Stored data entries>
:::

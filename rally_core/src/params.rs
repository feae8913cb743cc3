/// Game tuning parameters. Distances are field units, speeds are units per tick.
#[derive(Debug, Clone, Copy)]
pub struct Params;

impl Params {
    // Field
    pub const FIELD_WIDTH: f32 = 800.0;
    pub const FIELD_HEIGHT: f32 = 600.0;

    // Paddle
    pub const PADDLE_WIDTH: f32 = 15.0;
    pub const PADDLE_HEIGHT: f32 = 100.0;
    pub const PADDLE_MARGIN: f32 = 50.0; // gap between field edge and paddle
    pub const HUMAN_PADDLE_SPEED: f32 = 7.0;
    pub const AI_DEAD_ZONE: f32 = 5.0;

    // Ball
    pub const BALL_RADIUS: f32 = 10.0;
    pub const BALL_SPEED_MAX: f32 = 12.0;
    pub const BALL_SPEED_GROWTH: f32 = 1.05; // Multiply speed on paddle hit
    pub const BALL_MIN_HORIZONTAL_SPEED: f32 = 2.0;
    pub const MAX_BOUNCE_ANGLE: f32 = std::f32::consts::FRAC_PI_4;

    // Penetration correction
    pub const WALL_SNAP: f32 = 1.0;
    pub const PADDLE_SNAP: f32 = 2.0;

    // Match
    pub const POINTS_TO_WIN: u32 = 3;
    pub const MATCH_DURATION_MS: u64 = 120_000;
    pub const COUNTDOWN_STEP_MS: u64 = 900;
    pub const COUNTDOWN_GO_MS: u64 = 500;

    // Loop
    pub const TICKS_PER_SECOND: u32 = 60;
    pub const TICK_MS: u64 = 16;
}
//! Headless match runner: a scripted human plays one match against the
//! computer through the full host/client round trip.
//!
//! Usage:
//!   cargo run -p rally_server --bin rally-sim -- --difficulty hard --seed 7
//!   RUST_LOG=debug cargo run -p rally_server --bin rally-sim

use std::path::PathBuf;
use std::process::ExitCode;

use clap::Parser;
use thiserror::Error;

use rally_client::{handle_bytes, ClientError, ClientGame, MemoryStore};
use rally_core::{Config, Intent, Side};
use rally_proto::{ProtoError, SessionError};
use rally_server::{Environment, Lobby, ManualClock, QueueClient};

/// Display frame interval
const TICK_MS: u64 = 16;

/// The scripted human ignores the ball while it is this close to the paddle centre
const TRACKING_SLACK: f32 = 10.0;

#[derive(Parser)]
#[command(name = "rally-sim")]
#[command(about = "Play one headless match against the computer opponent")]
struct Args {
    /// Name of the scripted human player
    #[arg(long, default_value = "Player")]
    name: String,

    /// Opponent difficulty: easy, normal, hard or expert
    #[arg(long, default_value = "normal")]
    difficulty: String,

    /// Seed for match codes and serves
    #[arg(long, default_value_t = 1)]
    seed: u64,

    /// JSON file overriding field and rule settings
    #[arg(long)]
    config: Option<PathBuf>,

    /// Give up after this much simulated time
    #[arg(long, default_value_t = 300)]
    max_seconds: u64,
}

#[derive(Error, Debug)]
enum SimError {
    #[error("cannot read {path}: {source}")]
    ReadConfig {
        path: PathBuf,
        source: std::io::Error,
    },

    #[error("invalid config: {0}")]
    Config(#[from] serde_json::Error),

    #[error(transparent)]
    Client(#[from] ClientError),

    #[error(transparent)]
    Session(#[from] SessionError),

    #[error(transparent)]
    Proto(#[from] ProtoError),

    #[error("match still running after {0}s of simulated time")]
    Timeout(u64),
}

fn load_config(path: Option<&PathBuf>) -> Result<Config, SimError> {
    let Some(path) = path else {
        return Ok(Config::new());
    };
    let text = std::fs::read_to_string(path).map_err(|source| SimError::ReadConfig {
        path: path.clone(),
        source,
    })?;
    Ok(serde_json::from_str(&text)?)
}

/// Chase the ball's height with the human paddle
fn scripted_intent(client: &ClientGame) -> Intent {
    let (Some(ball), Some(paddle)) = (client.ball(), client.paddle(Side::Left)) else {
        return Intent::Hold;
    };
    let offset = ball.pos.y - paddle.center_y();
    if offset < -TRACKING_SLACK {
        Intent::Up
    } else if offset > TRACKING_SLACK {
        Intent::Down
    } else {
        Intent::Hold
    }
}

fn run(args: &Args) -> Result<(), SimError> {
    let config = load_config(args.config.as_ref())?;
    let clock = ManualClock::new(0);
    let mut lobby = Lobby::new(Box::new(clock.clone()), config, args.seed);
    let mut store = MemoryStore::new();
    let mut client = ClientGame::new();

    let match_id = client.setup(
        &mut lobby,
        &mut store,
        Some(&args.name),
        Some(&args.difficulty),
        clock.now(),
    )?;
    let link = QueueClient::new();
    lobby.connect(&match_id, Box::new(link.clone()))?;
    client.request_start(&mut lobby, clock.now())?;
    println!("Match {match_id}: {} vs Computer ({})", args.name.trim(), args.difficulty);

    let deadline = args.max_seconds.saturating_mul(1_000);
    loop {
        let now = clock.advance(TICK_MS);

        if let Some(msg) = client.frame(now, scripted_intent(&client)) {
            lobby.handle_bytes(&match_id, &msg.to_bytes()?)?;
        }
        lobby.tick();
        for frame in link.drain() {
            handle_bytes(&frame, &mut client)?;
        }

        if client.result().is_some() {
            break;
        }
        if now >= deadline {
            return Err(SimError::Timeout(args.max_seconds));
        }
    }

    if let Some(result) = client.result() {
        println!(
            "{:?}: {} - {} after {:.1}s",
            result.outcome,
            result.human_score,
            result.opponent_score,
            clock.now() as f64 / 1000.0
        );
    }
    lobby.prune_finished();
    Ok(())
}

fn main() -> ExitCode {
    env_logger::init();
    let args = Args::parse();

    match run(&args) {
        Ok(()) => ExitCode::SUCCESS,
        Err(e) => {
            log::error!("{e}");
            eprintln!("rally-sim: {e}");
            ExitCode::FAILURE
        }
    }
}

:::

Exercise brief> Return all of the entries exactly as written.

Answer section>
filename rally_core/src/params.rs
repository feae8913cb743cc3
/// Game tuning parameters. Distances are field units, speeds are units per tick.
#[derive(Debug, Clone, Copy)]
pub struct Params;

impl Params {
    // Field
    pub const FIELD_WIDTH: f32 = 800.0;
    pub const FIELD_HEIGHT: f32 = 600.0;

    // Paddle
    pub const PADDLE_WIDTH: f32 = 15.0;
    pub const PADDLE_HEIGHT: f32 = 100.0;
    pub const PADDLE_MARGIN: f32 = 50.0; // gap between field edge and paddle
    pub const HUMAN_PADDLE_SPEED: f32 = 7.0;
    pub const AI_DEAD_ZONE: f32 = 5.0;

    // Ball
    pub const BALL_RADIUS: f32 = 10.0;
    pub const BALL_SPEED_MAX: f32 = 12.0;
    pub const BALL_SPEED_GROWTH: f32 = 1.05; // Multiply speed on paddle hit
    pub const BALL_MIN_HORIZONTAL_SPEED: f32 = 2.0;
    pub const MAX_BOUNCE_ANGLE: f32 = std::f32::consts::FRAC_PI_4;

    // Penetration correction
    pub const WALL_SNAP: f32 = 1.0;
    pub const PADDLE_SNAP: f32 = 2.0;

    // Match
    pub const POINTS_TO_WIN: u32 = 3;
    pub const MATCH_DURATION_MS: u64 = 120_000;
    pub const COUNTDOWN_STEP_MS: u64 = 900;
    pub const COUNTDOWN_GO_MS: u64 = 500;

    // Loop
    pub const TICKS_PER_SECOND: u32 = 60;
    pub const TICK_MS: u64 = 16;
}
//! Headless match runner: a scripted human plays one match against the
//! computer through the full host/client round trip.
//!
//! Usage:
//!   cargo run -p rally_server --bin rally-sim -- --difficulty hard --seed 7
//!   RUST_LOG=debug cargo run -p rally_server --bin rally-sim

use std::path::PathBuf;
use std::process::ExitCode;

use clap::Parser;
use thiserror::Error;

use rally_client::{handle_bytes, ClientError, ClientGame, MemoryStore};
use rally_core::{Config, Intent, Side};
use rally_proto::{ProtoError, SessionError};
use rally_server::{Environment, Lobby, ManualClock, QueueClient};

/// Display frame interval
const TICK_MS: u64 = 16;

/// The scripted human ignores the ball while it is this close to the paddle centre
const TRACKING_SLACK: f32 = 10.0;

#[derive(Parser)]
#[command(name = "rally-sim")]
#[command(about = "Play one headless match against the computer opponent")]
struct Args {
    /// Name of the scripted human player
    #[arg(long, default_value = "Player")]
    name: String,

    /// Opponent difficulty: easy, normal, hard or expert
    #[arg(long, default_value = "normal")]
    difficulty: String,

    /// Seed for match codes and serves
    #[arg(long, default_value_t = 1)]
    seed: u64,

    /// JSON file overriding field and rule settings
    #[arg(long)]
    config: Option<PathBuf>,

    /// Give up after this much simulated time
    #[arg(long, default_value_t = 300)]
    max_seconds: u64,
}

#[derive(Error, Debug)]
enum SimError {
    #[error("cannot read {path}: {source}")]
    ReadConfig {
        path: PathBuf,
        source: std::io::Error,
    },

    #[error("invalid config: {0}")]
    Config(#[from] serde_json::Error),

    #[error(transparent)]
    Client(#[from] ClientError),

    #[error(transparent)]
    Session(#[from] SessionError),

    #[error(transparent)]
    Proto(#[from] ProtoError),

    #[error("match still running after {0}s of simulated time")]
    Timeout(u64),
}

fn load_config(path: Option<&PathBuf>) -> Result<Config, SimError> {
    let Some(path) = path else {
        return Ok(Config::new());
    };
    let text = std::fs::read_to_string(path).map_err(|source| SimError::ReadConfig {
        path: path.clone(),
        source,
    })?;
    Ok(serde_json::from_str(&text)?)
}

/// Chase the ball's height with the human paddle
fn scripted_intent(client: &ClientGame) -> Intent {
    let (Some(ball), Some(paddle)) = (client.ball(), client.paddle(Side::Left)) else {
        return Intent::Hold;
    };
    let offset = ball.pos.y - paddle.center_y();
    if offset < -TRACKING_SLACK {
        Intent::Up
    } else if offset > TRACKING_SLACK {
        Intent::Down
    } else {
        Intent::Hold
    }
}

fn run(args: &Args) -> Result<(), SimError> {
    let config = load_config(args.config.as_ref())?;
    let clock = ManualClock::new(0);
    let mut lobby = Lobby::new(Box::new(clock.clone()), config, args.seed);
    let mut store = MemoryStore::new();
    let mut client = ClientGame::new();

    let match_id = client.setup(
        &mut lobby,
        &mut store,
        Some(&args.name),
        Some(&args.difficulty),
        clock.now(),
    )?;
    let link = QueueClient::new();
    lobby.connect(&match_id, Box::new(link.clone()))?;
    client.request_start(&mut lobby, clock.now())?;
    println!("Match {match_id}: {} vs Computer ({})", args.name.trim(), args.difficulty);

    let deadline = args.max_seconds.saturating_mul(1_000);
    loop {
        let now = clock.advance(TICK_MS);

        if let Some(msg) = client.frame(now, scripted_intent(&client)) {
            lobby.handle_bytes(&match_id, &msg.to_bytes()?)?;
        }
        lobby.tick();
        for frame in link.drain() {
            handle_bytes(&frame, &mut client)?;
        }

        if client.result().is_some() {
            break;
        }
        if now >= deadline {
            return Err(SimError::Timeout(args.max_seconds));
        }
    }

    if let Some(result) = client.result() {
        println!(
            "{:?}: {} - {} after {:.1}s",
            result.outcome,
            result.human_score,
            result.opponent_score,
            clock.now() as f64 / 1000.0
        );
    }
    lobby.prune_finished();
    Ok(())
}

fn main() -> ExitCode {
    env_logger::init();
    let args = Args::parse();

    match run(&args) {
        Ok(()) => ExitCode::SUCCESS,
        Err(e) => {
            log::error!("{e}");
            eprintln!("rally-sim: {e}");
            ExitCode::FAILURE
        }
    }
}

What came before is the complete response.